(Data excerpts)
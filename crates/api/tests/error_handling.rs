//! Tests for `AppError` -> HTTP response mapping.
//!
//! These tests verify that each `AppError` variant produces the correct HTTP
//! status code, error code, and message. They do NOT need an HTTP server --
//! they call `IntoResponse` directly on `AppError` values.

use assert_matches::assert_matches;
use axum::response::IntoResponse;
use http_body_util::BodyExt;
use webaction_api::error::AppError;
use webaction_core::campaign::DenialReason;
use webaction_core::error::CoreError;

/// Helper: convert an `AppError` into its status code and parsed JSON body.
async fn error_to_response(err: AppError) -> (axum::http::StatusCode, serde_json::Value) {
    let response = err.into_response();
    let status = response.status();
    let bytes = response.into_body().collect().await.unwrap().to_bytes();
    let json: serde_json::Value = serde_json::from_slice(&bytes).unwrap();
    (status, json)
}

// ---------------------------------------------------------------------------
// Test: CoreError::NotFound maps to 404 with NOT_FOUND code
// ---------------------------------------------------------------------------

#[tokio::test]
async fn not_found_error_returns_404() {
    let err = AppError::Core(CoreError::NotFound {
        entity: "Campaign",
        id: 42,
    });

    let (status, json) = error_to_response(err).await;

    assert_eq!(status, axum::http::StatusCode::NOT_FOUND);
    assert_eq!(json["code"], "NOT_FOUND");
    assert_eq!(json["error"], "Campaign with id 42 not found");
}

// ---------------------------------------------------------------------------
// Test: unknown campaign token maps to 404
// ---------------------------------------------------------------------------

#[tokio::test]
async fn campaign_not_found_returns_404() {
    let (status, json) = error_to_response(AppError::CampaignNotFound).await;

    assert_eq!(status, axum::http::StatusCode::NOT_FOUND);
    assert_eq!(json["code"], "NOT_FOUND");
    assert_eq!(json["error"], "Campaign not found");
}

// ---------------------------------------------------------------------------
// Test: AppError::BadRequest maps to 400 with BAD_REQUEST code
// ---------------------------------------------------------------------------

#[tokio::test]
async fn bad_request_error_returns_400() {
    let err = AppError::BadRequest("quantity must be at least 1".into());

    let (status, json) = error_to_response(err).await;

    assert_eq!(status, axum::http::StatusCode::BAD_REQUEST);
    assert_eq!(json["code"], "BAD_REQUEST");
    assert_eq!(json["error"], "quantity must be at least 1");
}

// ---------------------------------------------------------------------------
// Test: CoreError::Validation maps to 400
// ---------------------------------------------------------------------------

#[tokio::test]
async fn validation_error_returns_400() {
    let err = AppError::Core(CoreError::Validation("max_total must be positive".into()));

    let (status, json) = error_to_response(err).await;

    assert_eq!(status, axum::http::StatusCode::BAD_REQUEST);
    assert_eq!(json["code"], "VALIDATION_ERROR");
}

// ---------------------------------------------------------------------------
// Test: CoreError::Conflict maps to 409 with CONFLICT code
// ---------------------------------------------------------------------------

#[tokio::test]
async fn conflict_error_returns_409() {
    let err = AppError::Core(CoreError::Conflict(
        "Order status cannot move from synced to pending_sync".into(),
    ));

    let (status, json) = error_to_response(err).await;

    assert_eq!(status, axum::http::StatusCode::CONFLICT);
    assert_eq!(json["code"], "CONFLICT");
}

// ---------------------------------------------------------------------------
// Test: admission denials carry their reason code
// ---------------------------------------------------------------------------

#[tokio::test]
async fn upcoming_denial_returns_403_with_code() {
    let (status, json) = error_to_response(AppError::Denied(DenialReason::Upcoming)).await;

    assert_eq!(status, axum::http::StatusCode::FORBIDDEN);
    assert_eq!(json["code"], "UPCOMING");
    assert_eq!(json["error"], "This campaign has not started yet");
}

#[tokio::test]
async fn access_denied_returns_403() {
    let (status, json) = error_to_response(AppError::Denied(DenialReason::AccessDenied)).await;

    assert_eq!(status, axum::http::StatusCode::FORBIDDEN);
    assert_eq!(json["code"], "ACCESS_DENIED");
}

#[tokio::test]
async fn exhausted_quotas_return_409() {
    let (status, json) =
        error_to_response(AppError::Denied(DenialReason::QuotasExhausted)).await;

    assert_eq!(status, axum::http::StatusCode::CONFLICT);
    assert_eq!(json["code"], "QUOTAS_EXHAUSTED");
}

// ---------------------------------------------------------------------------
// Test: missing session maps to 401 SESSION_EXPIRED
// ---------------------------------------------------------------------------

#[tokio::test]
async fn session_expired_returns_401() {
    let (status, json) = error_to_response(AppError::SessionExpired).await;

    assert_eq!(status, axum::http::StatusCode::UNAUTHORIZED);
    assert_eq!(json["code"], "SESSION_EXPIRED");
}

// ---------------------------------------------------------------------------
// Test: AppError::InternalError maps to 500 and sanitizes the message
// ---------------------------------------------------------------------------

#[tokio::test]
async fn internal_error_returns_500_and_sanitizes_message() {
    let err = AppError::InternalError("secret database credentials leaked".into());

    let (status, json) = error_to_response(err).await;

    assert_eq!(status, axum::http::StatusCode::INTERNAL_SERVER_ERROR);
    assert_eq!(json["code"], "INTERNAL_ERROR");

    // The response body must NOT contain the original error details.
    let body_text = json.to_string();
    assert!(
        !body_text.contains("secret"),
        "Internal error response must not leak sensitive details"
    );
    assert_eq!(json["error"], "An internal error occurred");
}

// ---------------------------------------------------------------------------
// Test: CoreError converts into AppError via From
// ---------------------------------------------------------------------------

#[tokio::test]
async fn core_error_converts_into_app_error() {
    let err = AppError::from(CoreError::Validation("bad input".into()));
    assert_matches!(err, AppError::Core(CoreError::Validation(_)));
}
==
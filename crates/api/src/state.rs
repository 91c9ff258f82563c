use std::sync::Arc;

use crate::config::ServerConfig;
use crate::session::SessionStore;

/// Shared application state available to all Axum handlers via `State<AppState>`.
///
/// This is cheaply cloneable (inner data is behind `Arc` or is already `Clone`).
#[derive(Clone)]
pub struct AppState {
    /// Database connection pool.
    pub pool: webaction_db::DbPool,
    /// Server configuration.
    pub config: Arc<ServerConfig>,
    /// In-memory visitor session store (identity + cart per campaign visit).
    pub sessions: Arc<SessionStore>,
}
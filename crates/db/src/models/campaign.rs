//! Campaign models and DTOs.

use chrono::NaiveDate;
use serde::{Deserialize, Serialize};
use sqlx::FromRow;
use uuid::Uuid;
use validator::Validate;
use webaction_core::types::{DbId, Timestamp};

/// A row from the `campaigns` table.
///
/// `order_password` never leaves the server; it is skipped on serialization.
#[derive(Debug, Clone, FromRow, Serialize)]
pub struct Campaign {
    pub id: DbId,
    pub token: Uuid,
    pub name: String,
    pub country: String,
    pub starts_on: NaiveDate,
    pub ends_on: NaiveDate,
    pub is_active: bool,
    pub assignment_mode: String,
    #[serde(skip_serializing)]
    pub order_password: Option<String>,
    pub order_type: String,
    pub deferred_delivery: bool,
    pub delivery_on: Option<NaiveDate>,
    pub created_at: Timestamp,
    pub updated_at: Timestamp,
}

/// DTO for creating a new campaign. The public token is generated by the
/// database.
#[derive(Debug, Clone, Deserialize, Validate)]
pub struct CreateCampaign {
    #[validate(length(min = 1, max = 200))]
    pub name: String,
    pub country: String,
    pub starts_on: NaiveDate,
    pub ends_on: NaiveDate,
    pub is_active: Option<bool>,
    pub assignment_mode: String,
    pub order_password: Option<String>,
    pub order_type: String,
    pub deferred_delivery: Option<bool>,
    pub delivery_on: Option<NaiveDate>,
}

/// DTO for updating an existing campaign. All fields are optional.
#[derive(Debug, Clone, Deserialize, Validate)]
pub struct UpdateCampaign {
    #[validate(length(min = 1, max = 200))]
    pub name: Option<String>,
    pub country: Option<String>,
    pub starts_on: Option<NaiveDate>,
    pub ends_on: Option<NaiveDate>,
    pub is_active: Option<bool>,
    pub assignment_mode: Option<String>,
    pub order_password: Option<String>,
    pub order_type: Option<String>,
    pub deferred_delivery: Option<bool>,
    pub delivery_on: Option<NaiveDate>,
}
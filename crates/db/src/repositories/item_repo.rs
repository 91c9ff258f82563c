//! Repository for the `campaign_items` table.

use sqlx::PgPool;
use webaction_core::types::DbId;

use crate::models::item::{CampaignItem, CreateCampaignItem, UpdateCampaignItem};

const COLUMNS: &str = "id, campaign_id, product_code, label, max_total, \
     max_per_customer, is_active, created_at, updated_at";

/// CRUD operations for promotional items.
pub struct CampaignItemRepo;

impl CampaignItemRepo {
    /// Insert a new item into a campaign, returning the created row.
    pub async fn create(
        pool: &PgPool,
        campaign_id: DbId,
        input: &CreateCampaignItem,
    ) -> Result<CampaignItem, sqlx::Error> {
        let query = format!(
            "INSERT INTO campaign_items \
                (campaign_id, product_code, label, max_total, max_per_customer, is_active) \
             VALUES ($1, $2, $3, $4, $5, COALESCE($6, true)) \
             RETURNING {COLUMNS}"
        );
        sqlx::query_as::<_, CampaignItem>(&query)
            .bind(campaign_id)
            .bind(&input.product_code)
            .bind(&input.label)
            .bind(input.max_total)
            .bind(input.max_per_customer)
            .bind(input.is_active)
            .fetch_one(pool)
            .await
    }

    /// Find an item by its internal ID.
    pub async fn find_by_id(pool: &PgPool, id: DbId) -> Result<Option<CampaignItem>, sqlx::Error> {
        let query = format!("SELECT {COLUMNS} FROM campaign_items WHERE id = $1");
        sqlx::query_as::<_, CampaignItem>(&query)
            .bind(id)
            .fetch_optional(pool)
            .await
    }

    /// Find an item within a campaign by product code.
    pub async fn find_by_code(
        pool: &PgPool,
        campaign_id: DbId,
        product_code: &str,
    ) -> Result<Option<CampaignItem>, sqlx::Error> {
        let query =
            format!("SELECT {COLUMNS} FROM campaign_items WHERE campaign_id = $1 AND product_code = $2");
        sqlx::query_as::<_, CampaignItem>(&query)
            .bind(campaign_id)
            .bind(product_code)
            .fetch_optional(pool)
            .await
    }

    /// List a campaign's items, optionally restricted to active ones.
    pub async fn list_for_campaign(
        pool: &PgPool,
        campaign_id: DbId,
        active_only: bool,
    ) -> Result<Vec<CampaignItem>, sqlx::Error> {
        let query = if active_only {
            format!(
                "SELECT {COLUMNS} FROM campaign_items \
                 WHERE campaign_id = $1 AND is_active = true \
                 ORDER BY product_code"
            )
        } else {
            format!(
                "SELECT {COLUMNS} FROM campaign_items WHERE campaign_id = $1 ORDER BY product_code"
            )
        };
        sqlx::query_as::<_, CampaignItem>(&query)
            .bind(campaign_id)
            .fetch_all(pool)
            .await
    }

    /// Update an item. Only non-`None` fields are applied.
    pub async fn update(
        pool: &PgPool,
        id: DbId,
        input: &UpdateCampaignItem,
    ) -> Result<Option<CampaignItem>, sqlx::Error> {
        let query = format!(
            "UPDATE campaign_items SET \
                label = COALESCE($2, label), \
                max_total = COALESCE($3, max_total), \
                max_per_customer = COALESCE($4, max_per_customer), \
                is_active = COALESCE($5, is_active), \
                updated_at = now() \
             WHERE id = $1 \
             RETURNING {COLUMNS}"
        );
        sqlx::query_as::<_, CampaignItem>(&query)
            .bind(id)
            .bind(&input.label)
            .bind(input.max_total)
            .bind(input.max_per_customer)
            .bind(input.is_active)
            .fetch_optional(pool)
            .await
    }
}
--
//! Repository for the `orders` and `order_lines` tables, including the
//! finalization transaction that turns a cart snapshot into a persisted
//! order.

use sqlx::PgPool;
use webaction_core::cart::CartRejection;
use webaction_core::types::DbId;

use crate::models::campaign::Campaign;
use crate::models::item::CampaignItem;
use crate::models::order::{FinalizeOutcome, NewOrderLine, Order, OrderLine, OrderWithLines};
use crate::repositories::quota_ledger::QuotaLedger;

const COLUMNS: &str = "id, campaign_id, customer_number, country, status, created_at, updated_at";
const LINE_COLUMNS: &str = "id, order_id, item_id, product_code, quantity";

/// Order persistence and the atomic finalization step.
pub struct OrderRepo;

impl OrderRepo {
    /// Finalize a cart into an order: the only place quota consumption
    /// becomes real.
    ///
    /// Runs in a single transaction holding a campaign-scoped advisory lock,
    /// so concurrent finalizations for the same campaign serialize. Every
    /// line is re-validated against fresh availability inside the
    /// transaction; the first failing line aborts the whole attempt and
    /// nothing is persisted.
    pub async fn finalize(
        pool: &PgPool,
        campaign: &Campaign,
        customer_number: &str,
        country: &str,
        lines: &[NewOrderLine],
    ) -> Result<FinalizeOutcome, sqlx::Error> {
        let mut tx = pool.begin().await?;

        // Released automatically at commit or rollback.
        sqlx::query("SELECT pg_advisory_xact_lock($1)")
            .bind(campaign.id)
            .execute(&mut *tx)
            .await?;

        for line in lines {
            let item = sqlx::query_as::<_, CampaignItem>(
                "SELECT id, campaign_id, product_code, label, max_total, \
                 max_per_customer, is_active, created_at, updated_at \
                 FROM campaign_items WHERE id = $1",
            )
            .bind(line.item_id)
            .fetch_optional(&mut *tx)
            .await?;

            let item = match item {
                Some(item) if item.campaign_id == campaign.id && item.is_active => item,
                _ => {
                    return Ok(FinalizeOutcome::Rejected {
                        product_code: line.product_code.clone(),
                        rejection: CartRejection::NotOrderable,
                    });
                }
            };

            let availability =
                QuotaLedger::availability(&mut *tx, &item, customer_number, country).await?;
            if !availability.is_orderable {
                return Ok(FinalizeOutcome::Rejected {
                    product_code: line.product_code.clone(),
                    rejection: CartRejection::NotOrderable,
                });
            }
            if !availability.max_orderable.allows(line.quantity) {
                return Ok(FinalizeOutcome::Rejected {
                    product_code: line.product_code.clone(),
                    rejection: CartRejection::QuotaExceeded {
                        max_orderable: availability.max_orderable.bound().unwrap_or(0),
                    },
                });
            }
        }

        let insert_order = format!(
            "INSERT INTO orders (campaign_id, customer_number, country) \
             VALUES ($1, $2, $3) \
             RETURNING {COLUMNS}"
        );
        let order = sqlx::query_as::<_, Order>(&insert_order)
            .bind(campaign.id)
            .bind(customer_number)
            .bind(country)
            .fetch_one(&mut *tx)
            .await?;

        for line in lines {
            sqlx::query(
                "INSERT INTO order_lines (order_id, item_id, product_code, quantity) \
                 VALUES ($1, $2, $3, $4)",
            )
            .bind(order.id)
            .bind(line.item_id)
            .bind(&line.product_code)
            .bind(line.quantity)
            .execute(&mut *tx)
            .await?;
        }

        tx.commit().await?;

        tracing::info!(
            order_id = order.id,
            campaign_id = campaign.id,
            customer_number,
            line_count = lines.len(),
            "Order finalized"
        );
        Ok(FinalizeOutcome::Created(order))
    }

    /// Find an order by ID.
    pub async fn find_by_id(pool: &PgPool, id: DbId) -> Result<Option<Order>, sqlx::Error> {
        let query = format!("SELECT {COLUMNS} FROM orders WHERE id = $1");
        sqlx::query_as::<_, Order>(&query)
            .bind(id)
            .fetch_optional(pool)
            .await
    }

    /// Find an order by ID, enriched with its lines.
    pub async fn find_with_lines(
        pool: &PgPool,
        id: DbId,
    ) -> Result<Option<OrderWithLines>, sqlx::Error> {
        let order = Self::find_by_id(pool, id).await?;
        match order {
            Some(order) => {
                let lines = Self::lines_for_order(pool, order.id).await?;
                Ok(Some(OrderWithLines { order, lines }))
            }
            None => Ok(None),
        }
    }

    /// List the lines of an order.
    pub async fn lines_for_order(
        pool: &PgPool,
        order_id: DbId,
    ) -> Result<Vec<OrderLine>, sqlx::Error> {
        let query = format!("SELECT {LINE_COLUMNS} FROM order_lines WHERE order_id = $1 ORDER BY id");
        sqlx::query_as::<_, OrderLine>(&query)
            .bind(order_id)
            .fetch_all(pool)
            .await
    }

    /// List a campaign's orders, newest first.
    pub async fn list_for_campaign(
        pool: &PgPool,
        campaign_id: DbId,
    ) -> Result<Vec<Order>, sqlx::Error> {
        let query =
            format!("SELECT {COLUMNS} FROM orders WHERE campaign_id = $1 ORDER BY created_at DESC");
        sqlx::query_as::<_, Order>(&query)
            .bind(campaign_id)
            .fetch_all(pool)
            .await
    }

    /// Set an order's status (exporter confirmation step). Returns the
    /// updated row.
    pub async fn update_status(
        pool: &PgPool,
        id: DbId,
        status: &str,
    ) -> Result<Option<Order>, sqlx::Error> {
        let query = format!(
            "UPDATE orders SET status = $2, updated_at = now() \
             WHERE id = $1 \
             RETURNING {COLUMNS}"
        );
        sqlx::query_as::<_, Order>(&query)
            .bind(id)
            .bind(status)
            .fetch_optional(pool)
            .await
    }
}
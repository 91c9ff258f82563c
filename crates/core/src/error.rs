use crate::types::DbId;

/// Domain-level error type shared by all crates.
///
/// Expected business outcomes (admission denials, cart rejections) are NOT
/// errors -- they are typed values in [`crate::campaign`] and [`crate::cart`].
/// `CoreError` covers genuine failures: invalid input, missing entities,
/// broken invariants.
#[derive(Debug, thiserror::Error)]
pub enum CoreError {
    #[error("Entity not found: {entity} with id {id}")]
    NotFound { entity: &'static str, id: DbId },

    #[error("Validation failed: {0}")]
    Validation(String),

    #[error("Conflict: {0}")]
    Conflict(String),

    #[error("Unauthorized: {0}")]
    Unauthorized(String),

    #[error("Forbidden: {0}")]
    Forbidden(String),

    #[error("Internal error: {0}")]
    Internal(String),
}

### What the task asks:
Write out each line above with the word "CampaignItemRepo".

### Answer to this exercise:
pub struct CampaignItemRepo;
impl CampaignItemRepo {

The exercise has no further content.